REQUIRED WORK
Set the entries down again exactly; none may be skipped.

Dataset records
━━━━━━━━━━━━━━━━━━━━━━━━━━━━━━

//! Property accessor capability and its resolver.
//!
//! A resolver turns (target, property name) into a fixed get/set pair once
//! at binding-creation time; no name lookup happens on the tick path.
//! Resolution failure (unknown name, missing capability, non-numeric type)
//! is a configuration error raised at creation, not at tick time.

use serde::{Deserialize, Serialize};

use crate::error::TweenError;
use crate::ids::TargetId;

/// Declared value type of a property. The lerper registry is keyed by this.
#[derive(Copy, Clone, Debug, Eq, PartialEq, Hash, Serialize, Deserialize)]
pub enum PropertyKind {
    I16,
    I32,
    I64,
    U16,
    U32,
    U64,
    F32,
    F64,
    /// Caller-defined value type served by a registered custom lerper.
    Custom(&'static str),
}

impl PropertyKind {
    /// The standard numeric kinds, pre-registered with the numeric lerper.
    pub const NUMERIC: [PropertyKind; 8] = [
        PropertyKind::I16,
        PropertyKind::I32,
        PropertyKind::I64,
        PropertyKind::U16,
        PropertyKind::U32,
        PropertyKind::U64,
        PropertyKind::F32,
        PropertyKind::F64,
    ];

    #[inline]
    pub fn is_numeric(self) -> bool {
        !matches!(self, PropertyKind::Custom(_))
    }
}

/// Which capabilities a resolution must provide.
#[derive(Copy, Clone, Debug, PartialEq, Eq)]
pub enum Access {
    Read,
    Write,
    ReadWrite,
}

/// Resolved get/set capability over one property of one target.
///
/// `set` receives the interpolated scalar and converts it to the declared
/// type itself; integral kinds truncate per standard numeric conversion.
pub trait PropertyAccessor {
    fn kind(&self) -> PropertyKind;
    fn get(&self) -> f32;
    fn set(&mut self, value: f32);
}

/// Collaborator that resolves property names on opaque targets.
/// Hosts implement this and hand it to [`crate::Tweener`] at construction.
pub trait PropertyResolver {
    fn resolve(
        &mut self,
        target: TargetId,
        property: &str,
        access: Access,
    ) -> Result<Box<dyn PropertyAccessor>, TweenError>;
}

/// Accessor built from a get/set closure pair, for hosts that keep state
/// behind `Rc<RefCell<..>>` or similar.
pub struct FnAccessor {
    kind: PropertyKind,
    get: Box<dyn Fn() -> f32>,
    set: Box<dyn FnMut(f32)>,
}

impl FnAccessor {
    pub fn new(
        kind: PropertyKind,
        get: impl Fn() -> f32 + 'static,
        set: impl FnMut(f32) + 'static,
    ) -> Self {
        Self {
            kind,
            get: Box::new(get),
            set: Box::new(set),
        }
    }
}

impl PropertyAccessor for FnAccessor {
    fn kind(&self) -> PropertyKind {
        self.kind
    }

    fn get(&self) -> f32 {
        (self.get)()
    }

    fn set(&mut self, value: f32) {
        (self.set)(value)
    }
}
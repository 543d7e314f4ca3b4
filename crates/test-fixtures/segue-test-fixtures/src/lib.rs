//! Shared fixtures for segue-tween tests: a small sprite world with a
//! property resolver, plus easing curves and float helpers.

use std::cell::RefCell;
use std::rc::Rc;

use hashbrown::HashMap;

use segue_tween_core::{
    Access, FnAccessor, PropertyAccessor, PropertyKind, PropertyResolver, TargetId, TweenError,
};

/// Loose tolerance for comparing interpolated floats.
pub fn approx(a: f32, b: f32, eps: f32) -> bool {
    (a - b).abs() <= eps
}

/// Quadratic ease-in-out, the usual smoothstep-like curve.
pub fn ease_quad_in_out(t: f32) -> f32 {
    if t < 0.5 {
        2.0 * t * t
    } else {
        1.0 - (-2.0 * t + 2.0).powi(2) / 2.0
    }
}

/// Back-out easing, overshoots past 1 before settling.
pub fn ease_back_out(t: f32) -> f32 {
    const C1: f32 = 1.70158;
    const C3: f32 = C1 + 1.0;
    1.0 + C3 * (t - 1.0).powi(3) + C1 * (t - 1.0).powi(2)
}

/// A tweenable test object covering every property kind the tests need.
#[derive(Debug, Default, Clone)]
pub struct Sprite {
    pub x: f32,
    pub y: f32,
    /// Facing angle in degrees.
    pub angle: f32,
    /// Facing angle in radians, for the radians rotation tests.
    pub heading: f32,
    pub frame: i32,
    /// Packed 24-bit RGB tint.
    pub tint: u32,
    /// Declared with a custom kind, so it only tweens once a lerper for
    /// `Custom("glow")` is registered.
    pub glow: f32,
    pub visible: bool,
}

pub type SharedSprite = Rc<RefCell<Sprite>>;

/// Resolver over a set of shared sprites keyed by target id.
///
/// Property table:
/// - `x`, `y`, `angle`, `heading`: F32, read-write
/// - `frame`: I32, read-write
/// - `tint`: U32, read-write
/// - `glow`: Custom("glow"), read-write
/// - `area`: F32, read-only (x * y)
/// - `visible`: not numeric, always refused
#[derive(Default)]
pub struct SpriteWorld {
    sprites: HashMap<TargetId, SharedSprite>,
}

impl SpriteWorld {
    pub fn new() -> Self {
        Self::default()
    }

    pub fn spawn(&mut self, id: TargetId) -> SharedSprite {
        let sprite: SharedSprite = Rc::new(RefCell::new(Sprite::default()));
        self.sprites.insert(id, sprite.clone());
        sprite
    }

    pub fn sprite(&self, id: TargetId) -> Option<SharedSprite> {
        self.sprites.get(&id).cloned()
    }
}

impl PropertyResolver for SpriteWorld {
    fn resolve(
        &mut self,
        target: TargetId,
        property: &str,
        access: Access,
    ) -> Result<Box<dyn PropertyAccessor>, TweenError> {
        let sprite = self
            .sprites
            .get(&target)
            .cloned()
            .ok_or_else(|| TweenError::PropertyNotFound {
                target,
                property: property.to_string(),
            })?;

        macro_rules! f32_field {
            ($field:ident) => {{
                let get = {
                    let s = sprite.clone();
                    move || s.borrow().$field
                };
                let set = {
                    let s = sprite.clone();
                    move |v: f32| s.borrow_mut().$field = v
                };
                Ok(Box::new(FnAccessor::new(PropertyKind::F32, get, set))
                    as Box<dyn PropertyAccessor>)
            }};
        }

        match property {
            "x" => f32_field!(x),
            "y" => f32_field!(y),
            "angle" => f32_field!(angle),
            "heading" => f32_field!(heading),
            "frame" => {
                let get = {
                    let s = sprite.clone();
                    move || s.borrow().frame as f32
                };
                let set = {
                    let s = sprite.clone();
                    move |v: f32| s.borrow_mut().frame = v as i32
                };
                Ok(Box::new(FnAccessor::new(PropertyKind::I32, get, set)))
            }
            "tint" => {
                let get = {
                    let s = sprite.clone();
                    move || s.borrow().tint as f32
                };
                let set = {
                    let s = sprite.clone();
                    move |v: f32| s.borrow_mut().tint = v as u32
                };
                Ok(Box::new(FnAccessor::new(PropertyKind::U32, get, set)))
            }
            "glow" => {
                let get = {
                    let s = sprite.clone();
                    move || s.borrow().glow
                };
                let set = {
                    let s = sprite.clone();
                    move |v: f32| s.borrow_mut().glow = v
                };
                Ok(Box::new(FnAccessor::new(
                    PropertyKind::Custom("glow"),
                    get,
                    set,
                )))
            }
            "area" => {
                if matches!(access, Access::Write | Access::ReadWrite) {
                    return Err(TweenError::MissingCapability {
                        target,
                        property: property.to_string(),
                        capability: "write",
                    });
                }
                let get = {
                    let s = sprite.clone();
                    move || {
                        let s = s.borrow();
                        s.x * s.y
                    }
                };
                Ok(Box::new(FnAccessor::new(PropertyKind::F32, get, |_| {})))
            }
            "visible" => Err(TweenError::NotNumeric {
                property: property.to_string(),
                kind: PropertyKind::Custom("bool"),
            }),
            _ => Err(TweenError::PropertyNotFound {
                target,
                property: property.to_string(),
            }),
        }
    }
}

━━━━━━━━━━━━━━━━━━━━━━━━━━━━━━

EXERCISE OUTPUT
//! Property accessor capability and its resolver.
//!
//! A resolver turns (target, property name) into a fixed get/set pair once
//! at binding-creation time; no name lookup happens on the tick path.
//! Resolution failure (unknown name, missing capability, non-numeric type)
//! is a configuration error raised at creation, not at tick time.

use serde::{Deserialize, Serialize};

use crate::error::TweenError;
use crate::ids::TargetId;

/// Declared value type of a property. The lerper registry is keyed by this.
#[derive(Copy, Clone, Debug, Eq, PartialEq, Hash, Serialize, Deserialize)]
pub enum PropertyKind {
    I16,
    I32,
    I64,
    U16,
    U32,
    U64,
    F32,
    F64,
    /// Caller-defined value type served by a registered custom lerper.
    Custom(&'static str),
}

impl PropertyKind {
    /// The standard numeric kinds, pre-registered with the numeric lerper.
    pub const NUMERIC: [PropertyKind; 8] = [
        PropertyKind::I16,
        PropertyKind::I32,
        PropertyKind::I64,
        PropertyKind::U16,
        PropertyKind::U32,
        PropertyKind::U64,
        PropertyKind::F32,
        PropertyKind::F64,
    ];

    #[inline]
    pub fn is_numeric(self) -> bool {
        !matches!(self, PropertyKind::Custom(_))
    }
}

/// Which capabilities a resolution must provide.
#[derive(Copy, Clone, Debug, PartialEq, Eq)]
pub enum Access {
    Read,
    Write,
    ReadWrite,
}

/// Resolved get/set capability over one property of one target.
///
/// `set` receives the interpolated scalar and converts it to the declared
/// type itself; integral kinds truncate per standard numeric conversion.
pub trait PropertyAccessor {
    fn kind(&self) -> PropertyKind;
    fn get(&self) -> f32;
    fn set(&mut self, value: f32);
}

/// Collaborator that resolves property names on opaque targets.
/// Hosts implement this and hand it to [`crate::Tweener`] at construction.
pub trait PropertyResolver {
    fn resolve(
        &mut self,
        target: TargetId,
        property: &str,
        access: Access,
    ) -> Result<Box<dyn PropertyAccessor>, TweenError>;
}

/// Accessor built from a get/set closure pair, for hosts that keep state
/// behind `Rc<RefCell<..>>` or similar.
pub struct FnAccessor {
    kind: PropertyKind,
    get: Box<dyn Fn() -> f32>,
    set: Box<dyn FnMut(f32)>,
}

impl FnAccessor {
    pub fn new(
        kind: PropertyKind,
        get: impl Fn() -> f32 + 'static,
        set: impl FnMut(f32) + 'static,
    ) -> Self {
        Self {
            kind,
            get: Box::new(get),
            set: Box::new(set),
        }
    }
}

impl PropertyAccessor for FnAccessor {
    fn kind(&self) -> PropertyKind {
        self.kind
    }

    fn get(&self) -> f32 {
        (self.get)()
    }

    fn set(&mut self, value: f32) {
        (self.set)(value)
    }
}
repository 543d7e314f4ca3b4
filename crates/test-fixtures/segue-test-fixtures/src/lib.rs
//! Shared fixtures for segue-tween tests: a small sprite world with a
//! property resolver, plus easing curves and float helpers.

use std::cell::RefCell;
use std::rc::Rc;

use hashbrown::HashMap;

use segue_tween_core::{
    Access, FnAccessor, PropertyAccessor, PropertyKind, PropertyResolver, TargetId, TweenError,
};

/// Loose tolerance for comparing interpolated floats.
pub fn approx(a: f32, b: f32, eps: f32) -> bool {
    (a - b).abs() <= eps
}

/// Quadratic ease-in-out, the usual smoothstep-like curve.
pub fn ease_quad_in_out(t: f32) -> f32 {
    if t < 0.5 {
        2.0 * t * t
    } else {
        1.0 - (-2.0 * t + 2.0).powi(2) / 2.0
    }
}

/// Back-out easing, overshoots past 1 before settling.
pub fn ease_back_out(t: f32) -> f32 {
    const C1: f32 = 1.70158;
    const C3: f32 = C1 + 1.0;
    1.0 + C3 * (t - 1.0).powi(3) + C1 * (t - 1.0).powi(2)
}

/// A tweenable test object covering every property kind the tests need.
#[derive(Debug, Default, Clone)]
pub struct Sprite {
    pub x: f32,
    pub y: f32,
    /// Facing angle in degrees.
    pub angle: f32,
    /// Facing angle in radians, for the radians rotation tests.
    pub heading: f32,
    pub frame: i32,
    /// Packed 24-bit RGB tint.
    pub tint: u32,
    /// Declared with a custom kind, so it only tweens once a lerper for
    /// `Custom("glow")` is registered.
    pub glow: f32,
    pub visible: bool,
}

pub type SharedSprite = Rc<RefCell<Sprite>>;

/// Resolver over a set of shared sprites keyed by target id.
///
/// Property table:
/// - `x`, `y`, `angle`, `heading`: F32, read-write
/// - `frame`: I32, read-write
/// - `tint`: U32, read-write
/// - `glow`: Custom("glow"), read-write
/// - `area`: F32, read-only (x * y)
/// - `visible`: not numeric, always refused
#[derive(Default)]
pub struct SpriteWorld {
    sprites: HashMap<TargetId, SharedSprite>,
}

impl SpriteWorld {
    pub fn new() -> Self {
        Self::default()
    }

    pub fn spawn(&mut self, id: TargetId) -> SharedSprite {
        let sprite: SharedSprite = Rc::new(RefCell::new(Sprite::default()));
        self.sprites.insert(id, sprite.clone());
        sprite
    }

    pub fn sprite(&self, id: TargetId) -> Option<SharedSprite> {
        self.sprites.get(&id).cloned()
    }
}

impl PropertyResolver for SpriteWorld {
    fn resolve(
        &mut self,
        target: TargetId,
        property: &str,
        access: Access,
    ) -> Result<Box<dyn PropertyAccessor>, TweenError> {
        let sprite = self
            .sprites
            .get(&target)
            .cloned()
            .ok_or_else(|| TweenError::PropertyNotFound {
                target,
                property: property.to_string(),
            })?;

        macro_rules! f32_field {
            ($field:ident) => {{
                let get = {
                    let s = sprite.clone();
                    move || s.borrow().$field
                };
                let set = {
                    let s = sprite.clone();
                    move |v: f32| s.borrow_mut().$field = v
                };
                Ok(Box::new(FnAccessor::new(PropertyKind::F32, get, set))
                    as Box<dyn PropertyAccessor>)
            }};
        }

        match property {
            "x" => f32_field!(x),
            "y" => f32_field!(y),
            "angle" => f32_field!(angle),
            "heading" => f32_field!(heading),
            "frame" => {
                let get = {
                    let s = sprite.clone();
                    move || s.borrow().frame as f32
                };
                let set = {
                    let s = sprite.clone();
                    move |v: f32| s.borrow_mut().frame = v as i32
                };
                Ok(Box::new(FnAccessor::new(PropertyKind::I32, get, set)))
            }
            "tint" => {
                let get = {
                    let s = sprite.clone();
                    move || s.borrow().tint as f32
                };
                let set = {
                    let s = sprite.clone();
                    move |v: f32| s.borrow_mut().tint = v as u32
                };
                Ok(Box::new(FnAccessor::new(PropertyKind::U32, get, set)))
            }
            "glow" => {
                let get = {
                    let s = sprite.clone();
                    move || s.borrow().glow
                };
                let set = {
                    let s = sprite.clone();
                    move |v: f32| s.borrow_mut().glow = v
                };
                Ok(Box::new(FnAccessor::new(
                    PropertyKind::Custom("glow"),
                    get,
                    set,
                )))
            }
            "area" => {
                if matches!(access, Access::Write | Access::ReadWrite) {
                    return Err(TweenError::MissingCapability {
                        target,
                        property: property.to_string(),
                        capability: "write",
                    });
                }
                let get = {
                    let s = sprite.clone();
                    move || {
                        let s = s.borrow();
                        s.x * s.y
                    }
                };
                Ok(Box::new(FnAccessor::new(PropertyKind::F32, get, |_| {})))
            }
            "visible" => Err(TweenError::NotNumeric {
                property: property.to_string(),
                kind: PropertyKind::Custom("bool"),
            }),
            _ => Err(TweenError::PropertyNotFound {
                target,
                property: property.to_string(),
            }),
        }
    }
}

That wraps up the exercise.